======== Dataset excerpts

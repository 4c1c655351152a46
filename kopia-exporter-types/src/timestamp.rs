//! Kopia timestamp parsing.
//!
//! Kopia prints times as RFC 3339 in UTC with nanosecond precision, e.g.
//! `2023-10-05T09:01:36.265095891Z`. Only microseconds are kept: digits past
//! the sixth are dropped without rounding.

use chrono::{DateTime, NaiveDateTime, Timelike, Utc};

use crate::MalformedRecord;

const MICROS_DIGITS: usize = 6;

/// Parse a kopia timestamp into a UTC instant with microsecond precision.
pub fn parse_timestamp(value: &str) -> Result<DateTime<Utc>, MalformedRecord> {
    let invalid = |reason: &str| MalformedRecord::Timestamp {
        value: value.to_string(),
        reason: reason.to_string(),
    };

    let body = value
        .strip_suffix('Z')
        .ok_or_else(|| invalid("missing trailing `Z`"))?;
    let (whole, fraction) = body.split_once('.').unwrap_or((body, ""));

    if !fraction.bytes().all(|b| b.is_ascii_digit()) {
        return Err(invalid("fractional seconds must be digits"));
    }

    let naive = NaiveDateTime::parse_from_str(whole, "%Y-%m-%dT%H:%M:%S")
        .map_err(|e| invalid(&e.to_string()))?;

    let kept = &fraction[..fraction.len().min(MICROS_DIGITS)];
    let micros: u32 = if kept.is_empty() {
        0
    } else {
        format!("{:0<width$}", kept, width = MICROS_DIGITS)
            .parse()
            .map_err(|_| invalid("fractional seconds out of range"))?
    };

    let naive = naive
        .with_nanosecond(micros * 1_000)
        .ok_or_else(|| invalid("fractional seconds out of range"))?;

    Ok(naive.and_utc())
}

/// Seconds since the Unix epoch, including the fractional part.
pub(crate) fn unix_seconds(time: &DateTime<Utc>) -> f64 {
    time.timestamp() as f64 + f64::from(time.timestamp_subsec_micros()) / 1_000_000.0
}
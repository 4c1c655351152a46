//! YAML configuration for snapshot mode.
//!
//! ```yaml
//! job: kopia-nightly
//! pushgateway: http://pushgateway.local:9091
//! ```
//!
//! Values can also come from the environment (`KOPIA_EXPORTER_JOB`,
//! `KOPIA_EXPORTER_PUSHGATEWAY`). Command-line flags override both.

use std::path::Path;

use config::{Config, Environment, File, FileFormat};
use serde::Deserialize;

use crate::ExporterError;

/// Job name used when neither a flag nor the configuration names one.
pub const DEFAULT_JOB: &str = "kopia";

/// Settings loaded from the `--conf` file.
#[derive(Debug, Clone, Default, PartialEq, Eq, Deserialize)]
pub struct ExporterConfig {
    /// Default job name for pushes.
    #[serde(default)]
    pub job: Option<String>,
    /// Default Pushgateway URL.
    #[serde(default)]
    pub pushgateway: Option<String>,
}

/// Where and under which job a snapshot run's metrics are pushed.
#[derive(Debug, Clone, PartialEq, Eq)]
pub struct PushTarget {
    pub job: String,
    pub gateway: String,
}

impl ExporterConfig {
    /// Load the configuration file, if any, layered under the environment.
    pub fn load(path: Option<&Path>) -> Result<Self, ExporterError> {
        let mut builder = Config::builder();
        if let Some(path) = path {
            builder = builder.add_source(File::from(path).format(FileFormat::Yaml));
        }
        let config = builder
            .add_source(Environment::with_prefix("KOPIA_EXPORTER"))
            .build()?;

        Ok(config.try_deserialize()?)
    }

    /// Resolve the push target: flag first, then configuration, then default.
    ///
    /// Empty values count as unset.
    pub fn push_target(
        &self,
        job: Option<&str>,
        pushgateway: Option<&str>,
    ) -> Result<PushTarget, ExporterError> {
        let pick = |flag: Option<&str>, configured: &Option<String>| {
            flag.filter(|v| !v.is_empty())
                .map(str::to_string)
                .or_else(|| configured.clone().filter(|v| !v.is_empty()))
        };

        let gateway = pick(pushgateway, &self.pushgateway).ok_or_else(|| {
            ExporterError::Configuration(
                "Pushgateway URL is required. Provide it via --pushgateway or in the config file."
                    .to_string(),
            )
        })?;
        let job = pick(job, &self.job).unwrap_or_else(|| DEFAULT_JOB.to_string());

        Ok(PushTarget { job, gateway })
    }
}
//! Invocations of the zfs CLI.

use super::Invocation;

/// Builds zfs snapshot command lines.
#[derive(Debug, Clone)]
pub struct Zfs {
    bin: String,
}

impl Default for Zfs {
    fn default() -> Self {
        Self {
            bin: "zfs".to_string(),
        }
    }
}

impl Zfs {
    /// `zfs snapshot <dataset@name>`
    pub fn create_snapshot(&self, snapshot: &str) -> Invocation {
        Invocation::new(self.bin.clone(), ["snapshot", snapshot])
    }

    /// `zfs destroy <dataset@name>`
    pub fn destroy_snapshot(&self, snapshot: &str) -> Invocation {
        Invocation::new(self.bin.clone(), ["destroy", snapshot])
    }
}

#[cfg(test)]
mod tests {
    use super::*;

    #[test]
    fn test_snapshot_commands() {
        let zfs = Zfs::default();
        assert_eq!(
            zfs.create_snapshot("tank/media@kopia").to_string(),
            "zfs snapshot tank/media@kopia"
        );
        assert_eq!(
            zfs.destroy_snapshot("tank/media@kopia").to_string(),
            "zfs destroy tank/media@kopia"
        );
    }
}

================

What you are asked to do: For each line in the entries that contains the string "derive", make a copy.

Answer to this task:
#[derive(Debug, Clone, Default, PartialEq, Eq, Deserialize)]
#[derive(Debug, Clone, PartialEq, Eq)]
#[derive(Debug, Clone)]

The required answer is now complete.